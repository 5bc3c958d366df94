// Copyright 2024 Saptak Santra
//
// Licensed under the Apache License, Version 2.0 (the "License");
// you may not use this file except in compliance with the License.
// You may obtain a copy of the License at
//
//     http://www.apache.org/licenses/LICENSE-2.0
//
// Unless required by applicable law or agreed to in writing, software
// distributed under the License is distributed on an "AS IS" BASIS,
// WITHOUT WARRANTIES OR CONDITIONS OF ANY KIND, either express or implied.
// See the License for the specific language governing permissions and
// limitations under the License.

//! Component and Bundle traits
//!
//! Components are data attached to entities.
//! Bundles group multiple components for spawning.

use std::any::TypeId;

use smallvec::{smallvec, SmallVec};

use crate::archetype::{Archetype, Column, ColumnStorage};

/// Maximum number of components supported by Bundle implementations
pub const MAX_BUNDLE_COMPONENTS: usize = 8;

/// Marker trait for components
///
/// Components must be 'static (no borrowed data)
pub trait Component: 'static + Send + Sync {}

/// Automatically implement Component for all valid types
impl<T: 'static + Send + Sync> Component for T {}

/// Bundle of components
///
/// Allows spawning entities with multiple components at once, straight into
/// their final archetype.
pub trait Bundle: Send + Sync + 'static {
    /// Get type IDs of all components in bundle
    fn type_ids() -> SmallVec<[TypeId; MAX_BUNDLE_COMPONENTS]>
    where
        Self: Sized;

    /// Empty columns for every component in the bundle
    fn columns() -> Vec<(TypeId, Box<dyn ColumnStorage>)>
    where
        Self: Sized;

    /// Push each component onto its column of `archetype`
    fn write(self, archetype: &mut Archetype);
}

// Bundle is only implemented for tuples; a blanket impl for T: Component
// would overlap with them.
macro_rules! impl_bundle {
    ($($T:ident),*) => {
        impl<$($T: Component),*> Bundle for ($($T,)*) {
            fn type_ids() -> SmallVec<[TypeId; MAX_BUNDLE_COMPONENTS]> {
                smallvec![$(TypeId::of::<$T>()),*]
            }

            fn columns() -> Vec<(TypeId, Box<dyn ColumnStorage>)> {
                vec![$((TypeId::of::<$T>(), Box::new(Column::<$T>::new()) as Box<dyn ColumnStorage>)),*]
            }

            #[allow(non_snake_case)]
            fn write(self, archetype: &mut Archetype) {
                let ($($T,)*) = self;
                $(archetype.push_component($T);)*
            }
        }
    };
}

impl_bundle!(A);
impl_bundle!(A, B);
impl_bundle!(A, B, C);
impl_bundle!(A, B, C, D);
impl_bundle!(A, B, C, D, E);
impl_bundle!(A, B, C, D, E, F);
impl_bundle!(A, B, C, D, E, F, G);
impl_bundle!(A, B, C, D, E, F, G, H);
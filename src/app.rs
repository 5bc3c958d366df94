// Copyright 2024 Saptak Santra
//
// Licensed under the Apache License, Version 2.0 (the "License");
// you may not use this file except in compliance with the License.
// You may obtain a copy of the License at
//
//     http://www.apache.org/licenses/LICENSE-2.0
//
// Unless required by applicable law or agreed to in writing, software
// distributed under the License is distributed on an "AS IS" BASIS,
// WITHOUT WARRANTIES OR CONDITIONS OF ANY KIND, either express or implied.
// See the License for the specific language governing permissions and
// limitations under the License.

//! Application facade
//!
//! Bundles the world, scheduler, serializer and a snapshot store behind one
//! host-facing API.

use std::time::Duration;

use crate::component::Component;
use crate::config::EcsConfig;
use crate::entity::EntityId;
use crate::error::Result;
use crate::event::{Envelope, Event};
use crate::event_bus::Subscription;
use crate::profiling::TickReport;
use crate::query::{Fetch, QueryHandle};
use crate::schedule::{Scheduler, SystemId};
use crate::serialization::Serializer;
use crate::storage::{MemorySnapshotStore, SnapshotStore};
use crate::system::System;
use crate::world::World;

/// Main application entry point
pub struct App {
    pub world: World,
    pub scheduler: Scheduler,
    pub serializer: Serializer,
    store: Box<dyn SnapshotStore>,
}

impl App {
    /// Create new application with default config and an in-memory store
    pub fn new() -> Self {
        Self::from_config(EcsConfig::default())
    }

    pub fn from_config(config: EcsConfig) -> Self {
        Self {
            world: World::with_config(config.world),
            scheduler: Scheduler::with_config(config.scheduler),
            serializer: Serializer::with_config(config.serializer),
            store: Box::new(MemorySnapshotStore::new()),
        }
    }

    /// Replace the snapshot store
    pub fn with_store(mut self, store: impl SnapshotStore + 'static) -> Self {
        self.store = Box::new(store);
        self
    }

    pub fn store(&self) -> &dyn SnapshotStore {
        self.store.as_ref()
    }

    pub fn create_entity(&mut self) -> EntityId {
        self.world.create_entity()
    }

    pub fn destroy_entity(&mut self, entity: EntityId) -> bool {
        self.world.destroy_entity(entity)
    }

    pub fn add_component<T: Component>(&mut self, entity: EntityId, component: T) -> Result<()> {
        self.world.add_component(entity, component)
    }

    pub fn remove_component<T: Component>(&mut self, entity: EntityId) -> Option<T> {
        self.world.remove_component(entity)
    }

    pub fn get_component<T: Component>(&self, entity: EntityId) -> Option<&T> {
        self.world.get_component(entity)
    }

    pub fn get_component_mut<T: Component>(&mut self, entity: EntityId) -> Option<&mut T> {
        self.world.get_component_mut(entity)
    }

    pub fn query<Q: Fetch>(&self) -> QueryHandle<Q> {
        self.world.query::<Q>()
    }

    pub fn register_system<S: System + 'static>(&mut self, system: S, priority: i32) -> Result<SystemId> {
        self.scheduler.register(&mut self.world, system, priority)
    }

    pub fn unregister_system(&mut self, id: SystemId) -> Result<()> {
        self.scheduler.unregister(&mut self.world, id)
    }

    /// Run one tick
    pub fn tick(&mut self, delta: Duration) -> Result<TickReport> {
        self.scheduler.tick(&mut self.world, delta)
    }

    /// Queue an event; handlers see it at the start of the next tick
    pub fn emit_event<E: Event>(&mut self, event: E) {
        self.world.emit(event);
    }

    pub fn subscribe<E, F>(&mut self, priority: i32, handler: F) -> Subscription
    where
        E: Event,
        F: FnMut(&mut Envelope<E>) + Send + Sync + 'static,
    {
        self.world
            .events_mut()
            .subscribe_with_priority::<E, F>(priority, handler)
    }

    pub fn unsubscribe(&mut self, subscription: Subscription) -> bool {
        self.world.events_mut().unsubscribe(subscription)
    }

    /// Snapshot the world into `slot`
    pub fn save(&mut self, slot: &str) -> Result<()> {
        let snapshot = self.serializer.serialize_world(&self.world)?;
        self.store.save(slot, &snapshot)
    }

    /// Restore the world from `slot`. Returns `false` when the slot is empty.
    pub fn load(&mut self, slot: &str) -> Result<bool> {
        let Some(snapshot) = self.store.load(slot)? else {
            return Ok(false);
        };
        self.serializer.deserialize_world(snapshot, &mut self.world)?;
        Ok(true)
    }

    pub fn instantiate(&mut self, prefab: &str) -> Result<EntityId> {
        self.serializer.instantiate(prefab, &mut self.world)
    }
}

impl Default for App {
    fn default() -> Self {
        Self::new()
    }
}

> [Your assignment]: Output the entries verbatim.

> [Solution to this exercise]:
repository 5bc3c958d366df94
// Copyright 2024 Saptak Santra
//
// Licensed under the Apache License, Version 2.0 (the "License");
// you may not use this file except in compliance with the License.
// You may obtain a copy of the License at
//
//     http://www.apache.org/licenses/LICENSE-2.0
//
// Unless required by applicable law or agreed to in writing, software
// distributed under the License is distributed on an "AS IS" BASIS,
// WITHOUT WARRANTIES OR CONDITIONS OF ANY KIND, either express or implied.
// See the License for the specific language governing permissions and
// limitations under the License.

//! Component and Bundle traits
//!
//! Components are data attached to entities.
//! Bundles group multiple components for spawning.

use std::any::TypeId;

use smallvec::{smallvec, SmallVec};

use crate::archetype::{Archetype, Column, ColumnStorage};

/// Maximum number of components supported by Bundle implementations
pub const MAX_BUNDLE_COMPONENTS: usize = 8;

/// Marker trait for components
///
/// Components must be 'static (no borrowed data)
pub trait Component: 'static + Send + Sync {}

/// Automatically implement Component for all valid types
impl<T: 'static + Send + Sync> Component for T {}

/// Bundle of components
///
/// Allows spawning entities with multiple components at once, straight into
/// their final archetype.
pub trait Bundle: Send + Sync + 'static {
    /// Get type IDs of all components in bundle
    fn type_ids() -> SmallVec<[TypeId; MAX_BUNDLE_COMPONENTS]>
    where
        Self: Sized;

    /// Empty columns for every component in the bundle
    fn columns() -> Vec<(TypeId, Box<dyn ColumnStorage>)>
    where
        Self: Sized;

    /// Push each component onto its column of `archetype`
    fn write(self, archetype: &mut Archetype);
}

// Bundle is only implemented for tuples; a blanket impl for T: Component
// would overlap with them.
macro_rules! impl_bundle {
    ($($T:ident),*) => {
        impl<$($T: Component),*> Bundle for ($($T,)*) {
            fn type_ids() -> SmallVec<[TypeId; MAX_BUNDLE_COMPONENTS]> {
                smallvec![$(TypeId::of::<$T>()),*]
            }

            fn columns() -> Vec<(TypeId, Box<dyn ColumnStorage>)> {
                vec![$((TypeId::of::<$T>(), Box::new(Column::<$T>::new()) as Box<dyn ColumnStorage>)),*]
            }

            #[allow(non_snake_case)]
            fn write(self, archetype: &mut Archetype) {
                let ($($T,)*) = self;
                $(archetype.push_component($T);)*
            }
        }
    };
}

impl_bundle!(A);
impl_bundle!(A, B);
impl_bundle!(A, B, C);
impl_bundle!(A, B, C, D);
impl_bundle!(A, B, C, D, E);
impl_bundle!(A, B, C, D, E, F);
impl_bundle!(A, B, C, D, E, F, G);
impl_bundle!(A, B, C, D, E, F, G, H);
filename src/app.rs
repository 5bc3c958d366df94
// Copyright 2024 Saptak Santra
//
// Licensed under the Apache License, Version 2.0 (the "License");
// you may not use this file except in compliance with the License.
// You may obtain a copy of the License at
//
//     http://www.apache.org/licenses/LICENSE-2.0
//
// Unless required by applicable law or agreed to in writing, software
// distributed under the License is distributed on an "AS IS" BASIS,
// WITHOUT WARRANTIES OR CONDITIONS OF ANY KIND, either express or implied.
// See the License for the specific language governing permissions and
// limitations under the License.

//! Application facade
//!
//! Bundles the world, scheduler, serializer and a snapshot store behind one
//! host-facing API.

use std::time::Duration;

use crate::component::Component;
use crate::config::EcsConfig;
use crate::entity::EntityId;
use crate::error::Result;
use crate::event::{Envelope, Event};
use crate::event_bus::Subscription;
use crate::profiling::TickReport;
use crate::query::{Fetch, QueryHandle};
use crate::schedule::{Scheduler, SystemId};
use crate::serialization::Serializer;
use crate::storage::{MemorySnapshotStore, SnapshotStore};
use crate::system::System;
use crate::world::World;

/// Main application entry point
pub struct App {
    pub world: World,
    pub scheduler: Scheduler,
    pub serializer: Serializer,
    store: Box<dyn SnapshotStore>,
}

impl App {
    /// Create new application with default config and an in-memory store
    pub fn new() -> Self {
        Self::from_config(EcsConfig::default())
    }

    pub fn from_config(config: EcsConfig) -> Self {
        Self {
            world: World::with_config(config.world),
            scheduler: Scheduler::with_config(config.scheduler),
            serializer: Serializer::with_config(config.serializer),
            store: Box::new(MemorySnapshotStore::new()),
        }
    }

    /// Replace the snapshot store
    pub fn with_store(mut self, store: impl SnapshotStore + 'static) -> Self {
        self.store = Box::new(store);
        self
    }

    pub fn store(&self) -> &dyn SnapshotStore {
        self.store.as_ref()
    }

    pub fn create_entity(&mut self) -> EntityId {
        self.world.create_entity()
    }

    pub fn destroy_entity(&mut self, entity: EntityId) -> bool {
        self.world.destroy_entity(entity)
    }

    pub fn add_component<T: Component>(&mut self, entity: EntityId, component: T) -> Result<()> {
        self.world.add_component(entity, component)
    }

    pub fn remove_component<T: Component>(&mut self, entity: EntityId) -> Option<T> {
        self.world.remove_component(entity)
    }

    pub fn get_component<T: Component>(&self, entity: EntityId) -> Option<&T> {
        self.world.get_component(entity)
    }

    pub fn get_component_mut<T: Component>(&mut self, entity: EntityId) -> Option<&mut T> {
        self.world.get_component_mut(entity)
    }

    pub fn query<Q: Fetch>(&self) -> QueryHandle<Q> {
        self.world.query::<Q>()
    }

    pub fn register_system<S: System + 'static>(&mut self, system: S, priority: i32) -> Result<SystemId> {
        self.scheduler.register(&mut self.world, system, priority)
    }

    pub fn unregister_system(&mut self, id: SystemId) -> Result<()> {
        self.scheduler.unregister(&mut self.world, id)
    }

    /// Run one tick
    pub fn tick(&mut self, delta: Duration) -> Result<TickReport> {
        self.scheduler.tick(&mut self.world, delta)
    }

    /// Queue an event; handlers see it at the start of the next tick
    pub fn emit_event<E: Event>(&mut self, event: E) {
        self.world.emit(event);
    }

    pub fn subscribe<E, F>(&mut self, priority: i32, handler: F) -> Subscription
    where
        E: Event,
        F: FnMut(&mut Envelope<E>) + Send + Sync + 'static,
    {
        self.world
            .events_mut()
            .subscribe_with_priority::<E, F>(priority, handler)
    }

    pub fn unsubscribe(&mut self, subscription: Subscription) -> bool {
        self.world.events_mut().unsubscribe(subscription)
    }

    /// Snapshot the world into `slot`
    pub fn save(&mut self, slot: &str) -> Result<()> {
        let snapshot = self.serializer.serialize_world(&self.world)?;
        self.store.save(slot, &snapshot)
    }

    /// Restore the world from `slot`. Returns `false` when the slot is empty.
    pub fn load(&mut self, slot: &str) -> Result<bool> {
        let Some(snapshot) = self.store.load(slot)? else {
            return Ok(false);
        };
        self.serializer.deserialize_world(snapshot, &mut self.world)?;
        Ok(true)
    }

    pub fn instantiate(&mut self, prefab: &str) -> Result<EntityId> {
        self.serializer.instantiate(prefab, &mut self.world)
    }
}

impl Default for App {
    fn default() -> Self {
        Self::new()
    }
}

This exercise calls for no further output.